В половине первого сверху, со стороны чердачного люка в коридоре, раздалось скрежетание. Там, под потолком, был старый люк на чердак, им давно не пользовались. Скрежет был тяжёлый, настойчивый. Будто кто-то водил чем-то металлическим. Потом щёлкнула старая защёлка, спустя секунду захлопнулась обратно.
— Оно еще и ходит… — сказала мама сдавленным голосом. — Хорошо что мы заперлись…
— Давай шкаф придвинем. — Егор встал с кровати.
Шкаф стоял у боковой стены, высокий, тяжелый. Дверцы с зеркалом, нижний ящик чуть перекошен. Они вдвоем взялись за его края. Доски пола под ногами глухо ответили, когда шкаф сдвинулся на пару сантиметров. Егор упёрся сильнее, плечо заболело. Мама дышала часто, но молчала.
Они по сантиметру подтащили шкаф к двери, пока между торцом и косяком не осталось узкое пространство. Теперь дверь не распахнуть рывком. Надо сначала отодвинуть шкаф. Егор выпрямился. Мама вытерла ладони о кардиган.
— Уже легче, — сказала она. — Хотя это, конечно, для самоуспокоения.
Снова послышался скрежет над чердачным люком. Потом стих. В комнате стало тихо, только часы на стене, да ветер за окном.
Мама подошла к окну, отодвинула штору. Егор увидел, как её плечи напряглись. Она заглянула в щель и тут же резко отдёрнула ткань, будто обожглась.
— Что там? — Егор привстал.
Она не ответила, только подошла и схватила его за руку.

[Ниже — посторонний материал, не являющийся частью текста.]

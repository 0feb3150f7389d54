//! Speed-plausibility admission of raw location samples.
//!
//! A sample is compared against the most recently appended path point. The
//! implied speed decides whether the sample may enter the path, whether the
//! walker should be warned, or whether tracking has to pause.

use crate::events::SpeedSeverity;
use crate::geo_utils::{haversine_distance, speed_kmh};
use crate::path::TrackedPath;
use crate::{Sample, TrackingConfig};

/// Outcome of the admission check.
#[derive(Debug, Clone, Copy, PartialEq)]
pub enum Admission {
    /// The sample may be accumulated. `speed_kmh` is `None` when no speed
    /// could be computed (first point, or no positive elapsed time).
    Admitted { speed_kmh: Option<f64> },
    /// The sample moved implausibly fast and is dropped.
    Rejected {
        speed_kmh: f64,
        severity: SpeedSeverity,
    },
    /// The sample's coordinates are out of range or not finite.
    InvalidCoordinate,
    /// The sample's timestamp is not finite, so no speed can be trusted.
    InvalidTimestamp,
}

impl Admission {
    /// Whether the sample may proceed to accumulation.
    pub fn is_admitted(&self) -> bool {
        matches!(self, Admission::Admitted { .. })
    }

    /// Whether this outcome instructs the session to pause tracking.
    pub fn requires_pause(&self) -> bool {
        matches!(
            self,
            Admission::Rejected {
                severity: SpeedSeverity::Pause,
                ..
            }
        )
    }
}

/// Decide whether `candidate` may be appended to `path`.
///
/// Thresholds are checked from the strictest down: above
/// `pause_speed_kmh` rejects and pauses, above `warn_speed_kmh` rejects with a
/// warning, anything else is admitted.
pub fn admit(candidate: &Sample, path: &TrackedPath, config: &TrackingConfig) -> Admission {
    if !candidate.point.is_valid() {
        return Admission::InvalidCoordinate;
    }
    if !candidate.timestamp.is_finite() {
        return Admission::InvalidTimestamp;
    }

    let (Some(last), Some(last_timestamp)) = (path.last(), path.last_accepted_timestamp()) else {
        return Admission::Admitted { speed_kmh: None };
    };

    let distance = haversine_distance(&candidate.point, last);
    let elapsed = candidate.timestamp - last_timestamp;

    // Zero or negative elapsed time cannot yield a speed
    let Some(speed) = speed_kmh(distance, elapsed) else {
        return Admission::Admitted { speed_kmh: None };
    };

    if speed > config.pause_speed_kmh {
        Admission::Rejected {
            speed_kmh: speed,
            severity: SpeedSeverity::Pause,
        }
    } else if speed > config.warn_speed_kmh {
        Admission::Rejected {
            speed_kmh: speed,
            severity: SpeedSeverity::Warn,
        }
    } else {
        Admission::Admitted {
            speed_kmh: Some(speed),
        }
    }
}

— Вставай, — сказала. — В чулан. Быстро.
— Мам, ты что видел…
— В чулан, Егор, — её голос сорвался. — Не спрашивай.
Она потащила его к узкой двери в углу спальни. Это был старый встроенный чулан, в нём хранились зимние вещи, коробки с обувью, старые платья. Мама распахнула дверь, пахнуло нафталином и пылью. Внутри висели тёмные силуэты платьев, на полках стояли коробки.
— Сядем в дальнем углу, — сказала она. — Дверь прикроем, но не до конца, чтобы воздух был.
Они забрались внутрь, протиснулись между шуршащими подолами. Воздух был тяжёлый, стоял запах старой ткани и лекарств из коробок. Мама опустилась на корточки у самой стены, привалившись спиной к голым доскам. Егор сел рядом.
— Что ты там увидела? — спросил он, стараясь говорить тихо.
— Потом, — коротко ответила она. — Сейчас слушаем.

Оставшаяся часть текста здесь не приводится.